Broad-spectrum cytotoxic drugs, e.g., conventional chemotherapy drugs demonstrated high activity in a majority of the tested cell lines (Fig. 4b and Supplementary Fig. 4a). Numerous kinase inhibitors (e.g., targeting Aurora kinases, PLK1, and CHEK1) also demonstrated high activity across most tested cell lines regardless of cytogenetic subtype or lineage (Supplementary Fig. 4a). Notably, many cell lines were sensitive to the p53-MDM2 antagonists (e.g., idasanutlin, SAR405838) except for a group of cell lines, which were consistently resistant to these antagonists (Supplementary Fig. 4b and Supplementary Data 13), among them the KMT2A-AFF1 cell lines (ALL-PO and SEM) with a suspected deregulated p53 pathway which could be due to mutations in TP53 or other dysregulation contributed by the gene fusion50.

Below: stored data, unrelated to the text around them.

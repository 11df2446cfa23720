use std::sync::Arc;
use std::time::Duration;

use colod_group::{GroupAdapter, GroupEvent, LoopbackTransport};
use colod_types::PeerMessage;
use tokio::sync::mpsc;

use crate::{ManualLinkSource, YellowCommit, YellowDebouncer};

fn short_windows() -> YellowDebouncer {
    YellowDebouncer::new(Duration::from_millis(50), Duration::from_millis(50))
}

#[tokio::test]
async fn test_glitch_shorter_than_t1_does_not_announce() {
    let link = Arc::new(ManualLinkSource::new());
    let (transport, peer_transport) = LoopbackTransport::pair();
    let group = GroupAdapter::new(Arc::new(transport));
    let peer_group = GroupAdapter::new(Arc::new(peer_transport));
    let mut peer_events = peer_group.events();
    let (commit_tx, mut commit_rx) = mpsc::unbounded_channel();

    tokio::spawn(short_windows().run(link.clone(), group, commit_tx));

    link.push(false); // down
    tokio::time::sleep(Duration::from_millis(10)).await;
    link.push(true); // up again, well inside t1=50ms

    let no_commit = tokio::time::timeout(Duration::from_millis(200), commit_rx.recv()).await;
    assert!(no_commit.is_err(), "no commit expected for a sub-t1 flap");

    let no_announce = tokio::time::timeout(Duration::from_millis(50), peer_events.recv()).await;
    assert!(no_announce.is_err(), "no Yellow broadcast expected for a sub-t1 flap");
}

#[tokio::test]
async fn test_sustained_down_announces_then_commits() {
    let link = Arc::new(ManualLinkSource::new());
    let (transport, peer_transport) = LoopbackTransport::pair();
    let group = GroupAdapter::new(Arc::new(transport));
    let peer_group = GroupAdapter::new(Arc::new(peer_transport));
    let mut peer_events = peer_group.events();
    let (commit_tx, mut commit_rx) = mpsc::unbounded_channel();

    tokio::spawn(short_windows().run(link.clone(), group, commit_tx));

    link.push(false); // down, and stays down through t1 + t2

    let announced = tokio::time::timeout(Duration::from_millis(500), peer_events.recv())
        .await
        .expect("peer observes the Yellow announcement")
        .unwrap();
    assert!(matches!(
        announced,
        GroupEvent::Delivered {
            msg: PeerMessage::Yellow,
            ..
        }
    ));

    let committed = tokio::time::timeout(Duration::from_millis(500), commit_rx.recv())
        .await
        .expect("local commit observed")
        .unwrap();
    assert_eq!(committed, YellowCommit::Yellow);
}

#[tokio::test]
async fn test_recovery_inside_t2_reverts_announcement() {
    let link = Arc::new(ManualLinkSource::new());
    let (transport, peer_transport) = LoopbackTransport::pair();
    let group = GroupAdapter::new(Arc::new(transport));
    let peer_group = GroupAdapter::new(Arc::new(peer_transport));
    let mut peer_events = peer_group.events();
    let (commit_tx, mut commit_rx) = mpsc::unbounded_channel();

    tokio::spawn(short_windows().run(link.clone(), group, commit_tx));

    link.push(false); // down

    // Wait for the Yellow announcement (t1 elapsed), then flip back up before t2.
    loop {
        let event = peer_events.recv().await.unwrap();
        if let GroupEvent::Delivered { msg: PeerMessage::Yellow, .. } = event {
            break;
        }
    }
    link.push(true);

    let reverted = peer_events.recv().await.unwrap();
    assert!(matches!(
        reverted,
        GroupEvent::Delivered {
            msg: PeerMessage::Unyellow,
            ..
        }
    ));

    let no_commit = tokio::time::timeout(Duration::from_millis(150), commit_rx.recv()).await;
    assert!(no_commit.is_err(), "reverted transition must not commit");
}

Glucocorticoids (GCs) are components of standard of care combination chemotherapy protocols for childhood ALL51,52, and screening of patient cells ex vivo after diagnosis has been shown to predict response or resistance to these therapeutics53. Most of the cell lines demonstrated substantial sensitivity to dexamethasone, prednisolone, and methylprednisolone, except for 12 cell lines, among them the REH and JURKAT cell lines (Supplementary Fig. 4a and Supplementary Data 13), which have previously been shown to be resistant to dexamethasone, in agreement with our data54,55. Sensitivity to GCs correlated very well with the glucocorticoid receptor (NR3C1) protein abundance (R ≥ 0.74, P ≤ 1.7e-8) (Fig. 4c), consistent with associations between favorable patient response to GCs and basal expression levels of NR3C1 in ALL and myelomas56,57. Together, these results demonstrate alignment with the activity profiles of clinically and preclinically validated drugs, and that correlated proteins confirmed associated mechanisms.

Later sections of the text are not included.